Originally by H. H. Read quoted in 1933, “There is a variety of granites”, in fact, there are at least 20 proposed granite classification schemes (see Barbarin, 1990, 1999 summary; and Frost et al. 2001 for the more commonly used Classification method made comments). The most common classification scheme is geochemistry and/or gene letter classification schemes. For example, granite is divided into S type, I type, M type, A type, and C type (S type is granite transformed from sedimentary rock; I The type is magma origin; M type is the source of mantle; A type is anhydrous granite; C is perilla granite; or is classified as calc-alkaline, alkaline, over-alkaline, peraluminous, and aluminous granite; or according to structure Background is divided into "orogenic" granites (oceanic and continental volcanic arcs; continental collisional belts), "post-orogenic" granites (uplifts or subsidences after orogenic periods), and non-"orogenic" granites (continental rifts, hotspots, oceans, etc.) Ridges, Ocean Island, etc.
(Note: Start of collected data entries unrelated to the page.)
use crate::domain::model::{RequestSpec, ResponseBody, ResponseEncoding};
use crate::domain::ports::ConfigProvider;
use crate::utils::error::{FacadeError, Result};
use reqwest::header::{HeaderMap, HeaderName, HeaderValue};
use reqwest::{Client, Method};
use url::Url;

/// Sends `RequestSpec`s to the modeling server and decodes the replies.
#[derive(Debug, Clone)]
pub struct HttpTransport {
    client: Client,
    base_url: Url,
}

impl HttpTransport {
    pub fn new<C: ConfigProvider + ?Sized>(config: &C) -> Result<Self> {
        let base_url = normalize_base_url(config.server_url())?;

        let mut headers = HeaderMap::new();
        for (name, value) in config.default_headers() {
            let header_name = HeaderName::from_bytes(name.as_bytes()).map_err(|e| {
                FacadeError::InvalidConfigValueError {
                    field: "headers".to_string(),
                    value: name.clone(),
                    reason: e.to_string(),
                }
            })?;
            let header_value =
                HeaderValue::from_str(value).map_err(|e| FacadeError::InvalidConfigValueError {
                    field: format!("headers.{}", name),
                    value: value.clone(),
                    reason: e.to_string(),
                })?;
            headers.insert(header_name, header_value);
        }

        let client = Client::builder().default_headers(headers).build()?;

        Ok(Self { client, base_url })
    }

    pub fn base_url(&self) -> &Url {
        &self.base_url
    }

    /// Appends `path` to the base path. Never resolves it as a URL reference,
    /// so a segment like `C:` is not read as a scheme, but `.` and `..`
    /// segments are collapsed the way a browser would.
    pub fn url_for(&self, path: &str) -> Url {
        let mut url = self.base_url.clone();
        let full_path = format!("{}{}", self.base_url.path(), path);
        url.set_path(&full_path);
        url
    }

    pub async fn send(&self, spec: &RequestSpec) -> Result<ResponseBody> {
        let url = self.url_for(&spec.path);
        tracing::debug!("📡 {} {}", spec.method, url);

        let mut request = self.client.request(spec.method.clone(), url);
        if !spec.payload.is_empty() {
            request = if spec.method == Method::GET {
                request.query(&spec.payload)
            } else {
                request.form(&spec.payload)
            };
        }

        let response = request.send().await?;
        let status = response.status();
        tracing::debug!("📡 {} {} -> {}", spec.method, spec.path, status);

        let body = response.text().await?;
        if !status.is_success() {
            return Err(FacadeError::Status {
                status: status.as_u16(),
                reason: status.canonical_reason().unwrap_or_default().to_string(),
                body,
            });
        }

        match spec.encoding {
            ResponseEncoding::Json => Ok(ResponseBody::Json(serde_json::from_str(&body)?)),
            ResponseEncoding::Text => Ok(ResponseBody::Text(body)),
        }
    }
}

fn normalize_base_url(server_url: &str) -> Result<Url> {
    let mut url = Url::parse(server_url)?;
    if url.cannot_be_a_base() {
        return Err(FacadeError::InvalidConfigValueError {
            field: "server_url".to_string(),
            value: server_url.to_string(),
            reason: "URL cannot be used as a base".to_string(),
        });
    }
    if !url.path().ends_with('/') {
        let path = format!("{}/", url.path());
        url.set_path(&path);
    }
    url.set_query(None);
    url.set_fragment(None);
    Ok(url)
}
As the continent's landmark rock, granite forms the basis of the continental upper crust, and the formation process of granite is usually closely related to the tectonic, metamorphic and metallogenic processes of the continent. From the 18th century when geology was still in the cradle stage, the issue of granite genesis was the subject of many controversies. The debate on the genesis of granite can be found in the works of Gilluly (1948), Pitcher (1993), and Young (2003). What needs to be mentioned is that since the theory of plate tectonics was introduced in the 1960s, many explanations concerning the genesis of granite have been re-understood in the theoretical framework of the plate. In many cases, the understanding seems to be consistent, but the actual controversy continues.